**Problem statement**: Please return the lines of the data that contain "then".

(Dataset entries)
-- Opening Marker --
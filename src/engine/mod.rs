//! Pipeline engine module
//!
//! Runs one batch through every stage, in order:
//!
//! 1. extract: query the source cursor
//! 2. normalize: derive the canonical timestamp (when configured)
//! 3. order: stable sort, then optional partitioning
//! 4. index: ensure the schema, then bulk load
//! 5. export: delimited files, one per partition
//!
//! Stages never overlap; each sink call is awaited before the next starts.
//! A failure before the export stage, schema creation included, aborts the
//! run before any file is written.

mod pipeline;
mod types;

pub use pipeline::{open_cursor, Pipeline};
pub use types::{IndexReport, RunReport, SinkSelection, StageTimings};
-- Closing Marker --
**Problem solution**:
//! 3. order: stable sort, then optional partitioning
//! 4. index: ensure the schema, then bulk load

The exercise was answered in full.